You lay her in her crib as the first light of dawn tiptoes in her bedroom window, and pick up your half-full bottle of vodka from the changing table. "Love you, baby," you whisper, and tiptoe out the door.

You can't wait until she says the words back to you.

\---------------------------------------------

**Rose:**

You buy the house when you realize you'll never find her.

It's not difficult. The previous owner died two years ago and his trust hadn't been able to find anyone both willing to live in the middle of nowhere and rich enough to afford the asking price and upkeep. You're downright eager to spend some time in the middle of nowhere, both for the obvious reasons (avoiding fans) and the less obvious ones (avoiding the Baroness). And if your visions mean what you suspect they do, you're going to need a secure base for your fight.

Jade English still thinks you can forestall the end of the world, but you have seen her dead in your dreams, her broken body splayed like a trophy in a lush, green wilderness for her newly adopted grandson to find, and you know better than to indulge in hubris. You will fight until your last breath, and then one moment more, but there are deeper forces at work that you can still only dimly see, and you think perhaps you _need_ to lose, in order for your daughter to win.

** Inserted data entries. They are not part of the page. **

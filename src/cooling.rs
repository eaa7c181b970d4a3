//! Blocks order progress until the flagged pumps reach serving temperature.
//!
//! Per in-flight order the protocol moves NotCooling -> Cooling -> Ready.
//! The real gate is the periodic temperature check; the progress indicator
//! runs on its own thread, is purely cosmetic and may finish before or after
//! the actual condition.
use std::sync::atomic::{AtomicBool, Ordering};
use std::sync::{Arc, Condvar, Mutex};
use std::thread;
use std::time::{Duration, Instant};

use log::info;

use crate::error::FulfillmentError;
use crate::pump::Pump;

/// Cancellation token for one cooling wait. Cancelling wakes the waiting
/// worker immediately instead of at the next poll.
#[derive(Clone)]
pub struct CoolingToken {
    inner: Arc<(Mutex<bool>, Condvar)>,
}

impl CoolingToken {
    pub fn new() -> CoolingToken {
        CoolingToken {
            inner: Arc::new((Mutex::new(false), Condvar::new())),
        }
    }

    pub fn cancel(&self) {
        let (lock, cvar) = &*self.inner;
        let mut cancelled = lock.lock().expect("cooling token lock poisoned");
        *cancelled = true;
        cvar.notify_all();
    }

    pub fn is_cancelled(&self) -> bool {
        let (lock, _) = &*self.inner;
        *lock.lock().expect("cooling token lock poisoned")
    }

    /// Sleeps up to `interval`, returning early if cancelled. Returns the
    /// cancellation state afterwards.
    fn wait_for(&self, interval: Duration) -> bool {
        let (lock, cvar) = &*self.inner;
        let cancelled = lock.lock().expect("cooling token lock poisoned");
        let (cancelled, _timeout) = cvar
            .wait_timeout_while(cancelled, interval, |cancelled| !*cancelled)
            .expect("cooling token lock poisoned");
        *cancelled
    }
}

impl Default for CoolingToken {
    fn default() -> Self {
        CoolingToken::new()
    }
}

fn all_at_optimal(pumps: &[(Pump, f64)]) -> bool {
    pumps
        .iter()
        .all(|(pump, optimal_temp_c)| !pump.is_above_optimal(*optimal_temp_c))
}

/// Drives the wait-until-optimal-temperature protocol for one order.
pub struct CoolingCoordinator {
    poll_interval: Duration,
    progress_duration: Duration,
    max_wait: Option<Duration>,
}

impl CoolingCoordinator {
    pub fn new(
        poll_interval: Duration,
        progress_duration: Duration,
        max_wait: Option<Duration>,
    ) -> CoolingCoordinator {
        CoolingCoordinator {
            poll_interval,
            progress_duration,
            max_wait,
        }
    }

    /// Blocks until every `(pump, optimal_temp_c)` pair reads at or below its
    /// optimal temperature. Returns `CoolingAborted` if the token is
    /// cancelled and `CoolingTimedOut` once the configured bound expires.
    pub fn wait_until_optimal(
        &self,
        pumps: &[(Pump, f64)],
        token: &CoolingToken,
    ) -> Result<(), FulfillmentError> {
        if all_at_optimal(pumps) {
            info!("[COOLING] All ingredients already at optimal temperature");
            return Ok(());
        }

        let names: Vec<&str> = pumps.iter().map(|(pump, _)| pump.ingredient()).collect();
        info!("[COOLING] Waiting for {} to cool down", names.join(", "));

        let done = Arc::new(AtomicBool::new(false));
        self.spawn_progress_indicator(token.clone(), done.clone());

        let started = Instant::now();
        loop {
            if token.is_cancelled() {
                done.store(true, Ordering::SeqCst);
                info!("[COOLING] Wait aborted");
                return Err(FulfillmentError::CoolingAborted);
            }
            if all_at_optimal(pumps) {
                done.store(true, Ordering::SeqCst);
                info!("[COOLING] All ingredients reached optimal temperature");
                return Ok(());
            }
            if let Some(max_wait) = self.max_wait {
                if started.elapsed() >= max_wait {
                    done.store(true, Ordering::SeqCst);
                    return Err(FulfillmentError::CoolingTimedOut {
                        waited: started.elapsed(),
                    });
                }
            }
            token.wait_for(self.poll_interval);
        }
    }

    /// Emits progress lines sized to the fixed simulated cooling duration.
    fn spawn_progress_indicator(&self, token: CoolingToken, done: Arc<AtomicBool>) {
        const STEPS: u32 = 10;
        let step = self.progress_duration / STEPS;
        thread::spawn(move || {
            for completed in 1..=STEPS {
                if done.load(Ordering::SeqCst) || token.is_cancelled() {
                    return;
                }
                thread::sleep(step);
                info!("[COOLING] ~{}% of the expected cooling time elapsed", completed * 100 / STEPS);
            }
        });
    }
}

Your daughter, whom you will never see outside of dreams. You will never cradle her tiny body, rescued from the waves. You will never blow kisses on her stomach, never comb her hair, never hear her cry. All you can give her is a void where your love should be.

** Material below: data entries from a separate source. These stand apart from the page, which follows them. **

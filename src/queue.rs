//! Thread-safe FIFO of pending orders
use std::collections::VecDeque;
use std::sync::atomic::{AtomicU64, Ordering};
use std::sync::{Arc, Mutex};

use log::info;

use crate::order::Order;

/// Pending orders in submission order, shared between the submitting threads
/// and the single worker. Ids are handed out under the queue lock, so id
/// order always equals queue order.
#[derive(Clone)]
pub struct OrderQueue {
    pending: Arc<Mutex<VecDeque<Order>>>,
    next_id: Arc<AtomicU64>,
}

impl OrderQueue {
    pub fn new() -> OrderQueue {
        OrderQueue {
            pending: Arc::new(Mutex::new(VecDeque::new())),
            next_id: Arc::new(AtomicU64::new(1)),
        }
    }

    /// Appends a new order and returns it together with its 1-based queue
    /// position (the in-flight order, if any, still counts).
    pub fn submit(&self, recipe_name: &str, requester: &str) -> (Order, usize) {
        let mut pending = self.pending.lock().expect("order queue lock poisoned");
        let id = self.next_id.fetch_add(1, Ordering::SeqCst);
        let order = Order::new(id, recipe_name, requester);
        pending.push_back(order.clone());
        let position = pending.len();
        info!(
            "[QUEUE] Order {} added: {} for {} (position {})",
            id, recipe_name, requester, position
        );
        (order, position)
    }

    /// The order at the head of the queue, without removing it
    pub fn peek_front(&self) -> Option<Order> {
        self.pending
            .lock()
            .expect("order queue lock poisoned")
            .front()
            .cloned()
    }

    /// Removes and returns the head order
    pub fn pop_front(&self) -> Option<Order> {
        self.pending
            .lock()
            .expect("order queue lock poisoned")
            .pop_front()
    }

    /// 1-based position of an order still in the queue
    pub fn position_of(&self, order_id: u64) -> Option<usize> {
        self.pending
            .lock()
            .expect("order queue lock poisoned")
            .iter()
            .position(|order| order.id() == order_id)
            .map(|index| index + 1)
    }

    pub fn len(&self) -> usize {
        self.pending.lock().expect("order queue lock poisoned").len()
    }

    pub fn is_empty(&self) -> bool {
        self.len() == 0
    }
}

impl Default for OrderQueue {
    fn default() -> Self {
        OrderQueue::new()
    }
}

In your darkest moments, you think perhaps that is all you could give her even if she were here with you. Perhaps there is nothing in your heart to share.

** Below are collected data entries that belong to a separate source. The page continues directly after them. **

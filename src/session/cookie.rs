// src/session/cookie.rs
use astra::Request;

pub const SESSION_COOKIE: &str = "housetracker_session";

/// The session token sent by the browser, if any.
pub fn session_token(req: &Request) -> Option<String> {
    let header = req.headers().get("Cookie")?.to_str().ok()?;

    header.split(';').find_map(|pair| {
        let (name, value) = pair.trim().split_once('=')?;
        (name == SESSION_COOKIE && !value.is_empty()).then(|| value.to_string())
    })
}

/// `Set-Cookie` value for a session token.
pub fn session_cookie(token: &str) -> String {
    format!("{SESSION_COOKIE}={token}; HttpOnly; SameSite=Lax; Path=/")
}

But you can leave her a name. A path. A sanctuary.

You call her Roxy. Maybe it's inappropriate for a baby, but _Chicago_ has always been one of your favorite musicals. When you were young, before your third set of foster parents adopted you, you spent a long time hunting through every scrap of pop culture you could lay your hands on in search of women who reach unapologetically for what they want. Funnily enough (ha ha, listen to you laughing; if you laugh and smile long enough you can dazzle people into not noticing your rage), most of those women are villains.

This is not the only reason you decided to become a writer, but the ability to tell stories the way _you_ want, to twist the world into following _your_ vision, is a larger part than you like to admit to anyone.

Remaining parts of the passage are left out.